Theirs is an exploitation of the worst of our history, of our national tribal instincts, all with deep roots in the lived experience we have shared.
On both the left and the right, the historical frame of the great divide over slavery, the polarity of white versus black, is still used in subtle and not so subtle ways as a lever to gain political power.
Slavery no longer exists. We have an imperfect but truly pluralistic society. We must face that we are no longer a purely white dominated nation, nor are we destined to become a perfectly politically correct nation, where no one is ever offended nor discriminated against. We are a lively mix of imperfect humans, mostly trying to care for our families.
Occasionally we treat each other badly, but not as a rule. Too often, we harbor – and, these days, express – non-gracious thoughts.
But must fight against such things. That is all we can ask. For these imperfections do not, as a rule, totally rule us. We should from time to time take note of this. It is not news. It is however more important than news.
We should finally try to put away the historical multiple scars of slavery, its riddance, and its white-led counter reaction, as all of this is having a continuing but unhealthy purchase over the mechanisms of gaining political power and over government policy. Our laws defining equality for all properly administered can do the job well. We should forbear extralegal exhortations on our fellow humans to be good in this way or that.

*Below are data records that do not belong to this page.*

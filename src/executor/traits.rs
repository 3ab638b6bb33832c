//! Collaborator traits for execution jobs
//!
//! Everything a job talks to is injected through these traits so tests can
//! substitute fakes: the task factory, the execution controller deciding
//! whether an initialized task may start, the runner's completion listener,
//! and the remote control channel used to stop tasks on remote servers.

use std::sync::Arc;

use crate::error::Result;
use crate::types::{RemoteDestination, RunInformation, SimTime, TaskConfiguration, TaskId};

use super::ExecutionJob;

/// A runnable computation task produced from a configuration
pub trait ComputationTask: Send + Sync {
    /// External id of the task
    fn id(&self) -> TaskId;

    /// Run the task to completion, blocking the calling worker
    fn run(&self) -> Result<()>;

    /// Ask the task's processor to halt
    ///
    /// Cooperative: how quickly `run` returns afterwards is up to the task.
    fn stop(&self);

    /// Current simulated time of the task
    fn simulated_time(&self) -> SimTime;
}

/// Builds runnable tasks from configurations
pub trait TaskFactory: Send + Sync {
    fn create(&self, config: &TaskConfiguration) -> Result<Arc<dyn ComputationTask>>;
}

/// External decision point for freshly initialized jobs
///
/// Receives every job once its initialization finished (successfully or
/// not) and answers through [`ExecutionJob::set_run_computation_task`],
/// either from inside this call or later from any thread.
pub trait ExecutionController: Send + Sync {
    fn initialization_finished(&self, job: &Arc<ExecutionJob>, info: &RunInformation);
}

/// Receives the terminal run information of each job, exactly once
pub trait JobListener: Send + Sync {
    fn job_finished(&self, config: &TaskConfiguration, info: RunInformation);
}

/// Control channel to remote execution servers
pub trait RemoteControl: Send + Sync {
    /// Stop a task running on a remote server
    fn stop(&self, destination: &RemoteDestination, task_id: &TaskId) -> Result<()>;
}
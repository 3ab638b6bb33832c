//! Type definitions for simexec
//!
//! Identifiers, task configurations and the run-information record shared
//! by the executor, the checkpoint coordinator and the runner.

mod run_info;
mod task;

pub use run_info::*;
pub use task::*;
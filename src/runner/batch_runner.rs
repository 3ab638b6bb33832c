//! Batch runner
//!
//! Creates one execution job per configuration, submits it to the pool
//! manager and forwards terminal reports over a channel. The listener
//! releases the job's destination before forwarding, so every report the
//! caller sees already has its cleanup done.

use std::sync::Arc;

use parking_lot::Mutex;
use tokio::sync::mpsc;
use tracing::{debug, info, warn};

use crate::checkpoint::CheckpointCoordinator;
use crate::executor::{
    ExecutionController, ExecutionJob, JobContext, JobListener, JobState, RemoteControl, TaskFactory,
    WorkerPoolManager,
};
use crate::types::{RunInformation, TaskConfiguration};

use super::batch::JobReport;
use super::demo::TaskRegistry;

/// Collaborators a runner is assembled from
pub struct RunnerParts {
    pub manager: Arc<WorkerPoolManager>,
    pub factory: Arc<dyn TaskFactory>,
    pub controller: Arc<dyn ExecutionController>,
    pub remote: Option<Arc<dyn RemoteControl>>,
    /// Live tasks to unregister when their job finishes
    pub registry: Option<Arc<TaskRegistry>>,
    pub checkpoints: Option<Arc<CheckpointCoordinator>>,
}

// ─────────────────────────────────────────────────────────────────
// Completion Listener
// ─────────────────────────────────────────────────────────────────

/// Cleans up after each job and forwards its report
struct RunnerListener {
    manager: Arc<WorkerPoolManager>,
    registry: Option<Arc<TaskRegistry>>,
    checkpoints: Option<Arc<CheckpointCoordinator>>,
    reports: mpsc::UnboundedSender<JobReport>,
}

impl JobListener for RunnerListener {
    fn job_finished(&self, config: &TaskConfiguration, info: RunInformation) {
        self.manager.clean_up(config);

        if let Some(task_id) = &info.task_id {
            if let Some(registry) = &self.registry {
                registry.unregister(task_id);
            }
            if let Some(checkpoints) = &self.checkpoints {
                checkpoints.forget_task(task_id);
            }
        }

        let report = JobReport {
            config: config.clone(),
            info,
        };
        if self.reports.send(report).is_err() {
            debug!(config = %config.name, "Report receiver gone, dropping report");
        }
    }
}

// ─────────────────────────────────────────────────────────────────
// Batch Runner
// ─────────────────────────────────────────────────────────────────

/// Submits jobs and hands their terminal reports to the caller
pub struct BatchRunner {
    manager: Arc<WorkerPoolManager>,
    context: JobContext,
    /// Jobs that may not have completed yet; completed ones are pruned lazily
    jobs: Mutex<Vec<Arc<ExecutionJob>>>,
    reports: mpsc::UnboundedSender<JobReport>,
    checkpoints: Option<Arc<CheckpointCoordinator>>,
}

impl BatchRunner {
    /// Create a runner and the receiver of its job reports
    ///
    /// Exactly one report arrives per submitted configuration, in
    /// completion order.
    pub fn new(parts: RunnerParts) -> (Self, mpsc::UnboundedReceiver<JobReport>) {
        let (tx, rx) = mpsc::unbounded_channel();

        let listener = Arc::new(RunnerListener {
            manager: parts.manager.clone(),
            registry: parts.registry,
            checkpoints: parts.checkpoints.clone(),
            reports: tx.clone(),
        });
        let mut context = JobContext::new(parts.factory, parts.controller, listener);
        if let Some(remote) = parts.remote {
            context = context.with_remote(remote);
        }

        (
            Self {
                manager: parts.manager,
                context,
                jobs: Mutex::new(Vec::new()),
                reports: tx,
                checkpoints: parts.checkpoints,
            },
            rx,
        )
    }

    /// Create and schedule a job for `config`
    ///
    /// A configuration that cannot be scheduled is reported as failed right
    /// away, keeping the one-report-per-submission contract.
    pub fn submit(&self, config: TaskConfiguration) -> bool {
        let job = ExecutionJob::new(config.clone(), self.context.clone());
        {
            let mut jobs = self.jobs.lock();
            jobs.retain(|j| j.state() != JobState::Completed);
            jobs.push(job.clone());
        }

        if self.manager.submit(&config, job) {
            return true;
        }

        warn!(config = %config.name, "Job not scheduled");
        let info = RunInformation::generic_failure(&config, "job could not be scheduled");
        if self.reports.send(JobReport { config, info }).is_err() {
            debug!("Report receiver gone, dropping report");
        }
        false
    }

    /// Submit every configuration; returns how many were scheduled
    pub fn submit_all(&self, configs: impl IntoIterator<Item = TaskConfiguration>) -> usize {
        let scheduled = configs.into_iter().filter(|c| self.submit(c.clone())).count();
        info!(scheduled, "Batch submitted");
        scheduled
    }

    /// Cancel every job not yet completed
    ///
    /// Returns how many jobs were newly cancelled.
    pub fn cancel_all(&self) -> usize {
        let jobs: Vec<_> = {
            let mut jobs = self.jobs.lock();
            jobs.retain(|j| j.state() != JobState::Completed);
            jobs.clone()
        };
        let mut cancelled = 0;
        for job in jobs {
            if job.state() != JobState::Completed && !job.is_cancelled() {
                job.cancel();
                cancelled += 1;
            }
        }
        info!(cancelled, "Cancellation requested for outstanding jobs");
        cancelled
    }

    /// Jobs not yet completed
    pub fn job_count(&self) -> usize {
        self.jobs
            .lock()
            .iter()
            .filter(|j| j.state() != JobState::Completed)
            .count()
    }

    pub fn manager(&self) -> &Arc<WorkerPoolManager> {
        &self.manager
    }

    pub fn checkpoints(&self) -> Option<&Arc<CheckpointCoordinator>> {
        self.checkpoints.as_ref()
    }

    /// Stop the pools and close checkpoint storage
    pub fn shut_down(&self) {
        self.manager.shut_down();
        if let Some(checkpoints) = &self.checkpoints {
            checkpoints.shut_down();
        }
    }
}

impl std::fmt::Debug for BatchRunner {
    fn fmt(&self, f: &mut std::fmt::Formatter<'_>) -> std::fmt::Result {
        f.debug_struct("BatchRunner")
            .field("manager", &self.manager)
            .field("jobs", &self.job_count())
            .finish()
    }
}

#[cfg(test)]
mod tests {
    use super::*;
    use crate::config::ExecutionSettings;
    use crate::runner::demo::{AutoStartController, DemoTaskFactory, DEMO_MODEL};
    use crate::types::{Destination, RunOutcome};

    fn parts(registry: Arc<TaskRegistry>) -> RunnerParts {
        let settings = ExecutionSettings {
            local_workers: 2,
            remote_workers_per_destination: 1,
            thread_name_prefix: "runner-test".to_string(),
        };
        RunnerParts {
            manager: Arc::new(WorkerPoolManager::new(&settings).unwrap()),
            factory: Arc::new(DemoTaskFactory::new(registry.clone(), None)),
            controller: Arc::new(AutoStartController::new()),
            remote: None,
            registry: Some(registry),
            checkpoints: None,
        }
    }

    fn demo(name: &str) -> TaskConfiguration {
        TaskConfiguration::new(name, DEMO_MODEL)
            .with_parameter("steps", 3)
            .with_parameter("step_ms", 0)
    }

    #[tokio::test]
    async fn test_reports_arrive_after_cleanup() {
        let registry = Arc::new(TaskRegistry::new());
        let (runner, mut rx) = BatchRunner::new(parts(registry.clone()));

        let remote = demo("remote-B").with_destination(Destination::remote("server-x"));
        assert_eq!(runner.submit_all(vec![demo("local-A"), remote]), 2);

        let mut outcomes = Vec::new();
        for _ in 0..2 {
            outcomes.push(rx.recv().await.unwrap().info.outcome);
        }
        assert!(outcomes.iter().all(|o| *o == RunOutcome::Succeeded));
        assert_eq!(runner.manager().destination_count(), 0);
        assert!(registry.is_empty());
    }

    #[tokio::test]
    async fn test_unschedulable_job_is_reported() {
        let (runner, mut rx) = BatchRunner::new(parts(Arc::new(TaskRegistry::new())));
        runner.shut_down();

        assert!(!runner.submit(demo("late")));
        let report = rx.recv().await.unwrap();
        assert_eq!(report.info.outcome, RunOutcome::Failed);
    }

    #[tokio::test]
    async fn test_cancel_all_skips_completed_jobs() {
        let (runner, mut rx) = BatchRunner::new(parts(Arc::new(TaskRegistry::new())));

        assert_eq!(runner.submit_all((0..5).map(|i| demo(&format!("done-{}", i)))), 5);
        for _ in 0..5 {
            rx.recv().await.unwrap();
        }

        assert_eq!(runner.job_count(), 0);
        assert_eq!(runner.cancel_all(), 0);
        assert!(runner.jobs.lock().is_empty());
    }

    #[tokio::test]
    async fn test_finished_jobs_are_not_retained() {
        let (runner, mut rx) = BatchRunner::new(parts(Arc::new(TaskRegistry::new())));

        for round in 0..20 {
            assert!(runner.submit(demo(&format!("cycle-{}", round))));
            rx.recv().await.unwrap();
        }
        assert!(runner.submit(demo("last")));

        assert_eq!(runner.jobs.lock().len(), 1);
        rx.recv().await.unwrap();
    }
}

I am your Attorney General. I cannot solve what is not mine to solve. I can only pledge my department to never put an unfair or partisan hand on the scales of justice.
That I had a role to play to bring Donald Trump to justice was my fate. I take no joy in it. But it had to be done. It is not just seen as political as hell, but it IS political as hell.
As you will see, the evidence is clear that Mr. Trump broke the law. This is a slam dunk case. He needed to be brought to justice. But am I also happy that, when we convict the bastard, he will never get near the Oval Office again? You are damn right I am. And so is Joe Biden. And so are a lot of the people who work at the Justice Department and the FBI. So is Rachel Maddow. That doesn’t make it wrong.
But we aren’t going to send Trump to prison, convicted by a jury dominated by Black Americans. We aren’t that dumb. I’m sure we will make a plea agreement (part of which will be that he accepts that he will not to run for president again) or Joe Biden will pardon him. The left will howl then too.
It’s pretty simple: Trump is horrible. Trump broke the law. Trump has to be stopped. He opened the door to being stopped by the law because he behaved so horribly. Searching Mar-a-Lago was not done by the Deep State.
It was done by me and the prosecutors and agents working with me because we have a clear set of crimes now and that is what we needed. It isn’t tidy or clean but neither is Donald Trump. And it is more tidy than indicting him for January 6 or trying to bring in fake electors.
Some of you might want to call this case a “nothingburger,” insufficient cause to inflame the nation. You will shout “Hillary!” and “Hunter!” I totally get your point. I still haven’t figured out how to handle the Hunter Biden investigation, to be honest. But we need to go one step at a time. And whatever crimes Hunter Biden committed did not involve, in and of themselves, demonstrating callous disregard for our democracy or the incitement of civil war.
If you want someone to blame for this indictment today, you can blame me. I am ready to take the heat. But throughout this legal process my focus is going to be on healing the breach, speaking every day to those of you who are persuadable that I am doing the right thing for the right reasons at the right time, as messy and complicated as it surely will be.
I wanted to be here today to tell you my thoughts. I hope it was helpful.
As Bruce Reed likes to say, consistency is the hobgoblin of bad cable TV punditry.